EL AYUNO RESUMIDO, AYUNAR PARA CURAR
02. EL AYUNO EN LA HISTORIA
Pedro Laín Entralgo, gran especialista en Historia de la medicina y en Antropología médica, escribe: “A comienzos del siglo XIX... vigente desde los hipocráticos, la restricción alimentaria en las enfermedades agudas seguía siendo la regla...”

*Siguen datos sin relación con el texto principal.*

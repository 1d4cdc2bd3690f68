//! Logging configuration and setup
//!
//! This module provides logging initialization and structured logging utilities
//! for the AdRelay application.

use tracing::{info, warn, debug, error};
use tracing_appender::non_blocking::WorkerGuard;
use tracing_subscriber::{layer::SubscriberExt, util::SubscriberInitExt};
use crate::config::LoggingConfig;
use crate::utils::errors::{AdRelayError, ErrorSeverity, Result};

/// Initialize logging based on configuration.
///
/// The returned guard flushes the file writer on drop and must be held for
/// the lifetime of the process.
pub fn init_logging(config: &LoggingConfig) -> Result<WorkerGuard> {
    let file_appender = tracing_appender::rolling::daily(&config.file_path, "adrelay.log");
    let (non_blocking, guard) = tracing_appender::non_blocking(file_appender);

    let filter = tracing_subscriber::EnvFilter::try_new(&config.level)
        .map_err(|e| AdRelayError::Config(format!("Invalid log filter '{}': {}", config.level, e)))?;

    tracing_subscriber::registry()
        .with(filter)
        .with(tracing_subscriber::fmt::layer().with_writer(std::io::stdout))
        .with(tracing_subscriber::fmt::layer().with_ansi(false).with_writer(non_blocking))
        .try_init()
        .map_err(|e| AdRelayError::Config(format!("Logging already initialized: {}", e)))?;

    info!("Logging initialized with level: {}", config.level);
    Ok(guard)
}

/// Log operator actions with structured data
pub fn log_operator_action(operator_id: i64, action: &str, details: Option<&str>) {
    info!(
        operator_id = operator_id,
        action = action,
        details = details,
        "Operator action performed"
    );
}

/// Log group membership events
pub fn log_group_event(chat_id: i64, event: &str, details: Option<&str>) {
    info!(
        chat_id = chat_id,
        event = event,
        details = details,
        "Group event occurred"
    );
}

/// Log advertisement lifecycle actions
pub fn log_advertisement_action(advertisement_id: i64, action: &str, details: Option<&str>) {
    info!(
        advertisement_id = advertisement_id,
        action = action,
        details = details,
        "Advertisement action performed"
    );
}

/// Log the result of a broadcast cycle
pub fn log_broadcast_cycle(advertisement_id: Option<i64>, delivered: usize, pruned: usize) {
    if pruned > 0 {
        warn!(
            advertisement_id = advertisement_id,
            delivered = delivered,
            pruned = pruned,
            "Broadcast cycle finished with pruned groups"
        );
    } else {
        debug!(
            advertisement_id = advertisement_id,
            delivered = delivered,
            "Broadcast cycle finished"
        );
    }
}

/// Log a handler error at the level its severity calls for
pub fn log_error(error: &AdRelayError, context: &str) {
    match error.severity() {
        ErrorSeverity::Info => info!(error = %error, context = context, "Request rejected"),
        ErrorSeverity::Warning => warn!(error = %error, context = context, "Request failed"),
        ErrorSeverity::Error => error!(error = %error, context = context, "Request failed"),
        ErrorSeverity::Critical => error!(error = %error, context = context, critical = true, "Request failed"),
    }
}

/// Log an update no handler wanted, such as an ordinary group message
pub fn log_unhandled_update(update: &impl std::fmt::Debug) {
    debug!(update = ?update, "Unhandled update");
}
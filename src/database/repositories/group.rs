//! Group repository implementation

use sqlx::PgPool;
use chrono::Utc;
use crate::models::group::{Group, NewGroup, UpdateGroupRequest};
use crate::utils::errors::AdRelayError;

#[derive(Clone)]
pub struct GroupRepository {
    pool: PgPool,
}

impl GroupRepository {
    pub fn new(pool: PgPool) -> Self {
        Self { pool }
    }

    /// Insert a group unless its chat id is already tracked
    pub async fn create_if_absent(&self, request: NewGroup) -> Result<Option<Group>, AdRelayError> {
        let group = sqlx::query_as::<_, Group>(
            r#"
            INSERT INTO broadcast_groups (chat_id, title, invite_link, created_at)
            VALUES ($1, $2, $3, $4)
            ON CONFLICT (chat_id) DO NOTHING
            RETURNING chat_id, title, invite_link, created_at
            "#
        )
        .bind(request.chat_id)
        .bind(request.title)
        .bind(request.invite_link)
        .bind(Utc::now())
        .fetch_optional(&self.pool)
        .await?;

        Ok(group)
    }

    /// Find group by Telegram chat ID
    pub async fn find_by_chat_id(&self, chat_id: i64) -> Result<Option<Group>, AdRelayError> {
        let group = sqlx::query_as::<_, Group>(
            "SELECT chat_id, title, invite_link, created_at FROM broadcast_groups WHERE chat_id = $1"
        )
        .bind(chat_id)
        .fetch_optional(&self.pool)
        .await?;

        Ok(group)
    }

    /// List all groups in the order they were joined
    pub async fn list(&self) -> Result<Vec<Group>, AdRelayError> {
        let groups = sqlx::query_as::<_, Group>(
            "SELECT chat_id, title, invite_link, created_at FROM broadcast_groups ORDER BY created_at ASC, chat_id ASC"
        )
        .fetch_all(&self.pool)
        .await?;

        Ok(groups)
    }

    /// Update group
    pub async fn update(&self, chat_id: i64, request: UpdateGroupRequest) -> Result<Group, AdRelayError> {
        let group = sqlx::query_as::<_, Group>(
            r#"
            UPDATE broadcast_groups
            SET title = COALESCE($2, title),
                invite_link = COALESCE($3, invite_link)
            WHERE chat_id = $1
            RETURNING chat_id, title, invite_link, created_at
            "#
        )
        .bind(chat_id)
        .bind(request.title)
        .bind(request.invite_link)
        .fetch_optional(&self.pool)
        .await?;

        group.ok_or(AdRelayError::GroupNotFound { chat_id })
    }

    /// Delete group
    pub async fn delete(&self, chat_id: i64) -> Result<(), AdRelayError> {
        let result = sqlx::query("DELETE FROM broadcast_groups WHERE chat_id = $1")
            .bind(chat_id)
            .execute(&self.pool)
            .await?;

        if result.rows_affected() == 0 {
            return Err(AdRelayError::GroupNotFound { chat_id });
        }

        Ok(())
    }
}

Hipócrates, según el Dr. Honorio Gimeno, uno de los médicos naturistas más reconocidos de nuestro país, “preconizó la utilización del ayuno, el pan integral y las frutas y hortalizas crudas y aconsejó que en cuestiones de alimentación se atendiese al instinto del enfermo. En lo fuerte de la enfermedad, conviene alimentación muy débil o la supresión absoluta de todo alimento. En las diarreas intensas la ingestión de manzana cruda. En invierno y en primavera, se puede comer más que en verano y en otoño. Cuando se tiene fiebre, el mejor alimento es el jugo de frutas. Si un enfermo se ha adelgazado bastante por enfermedad larga, no tiene que comer demasiado para recuperarse antes, sino que ha de hacerlo con precaución. Cuando la enfermedad no es muy importante y evoluciona en sentido favorable, el médico no ha de emplear muchos remedios; es mejor que actúe la fuerza vital natural, a ser posible, por sí sola. Dicha fuerza se conoció después en versión latina como “vis medicatrix naturae”.
En el siglo XVII, el ilustre físico Paracelso llamaba al ayuno “el gran remedio”.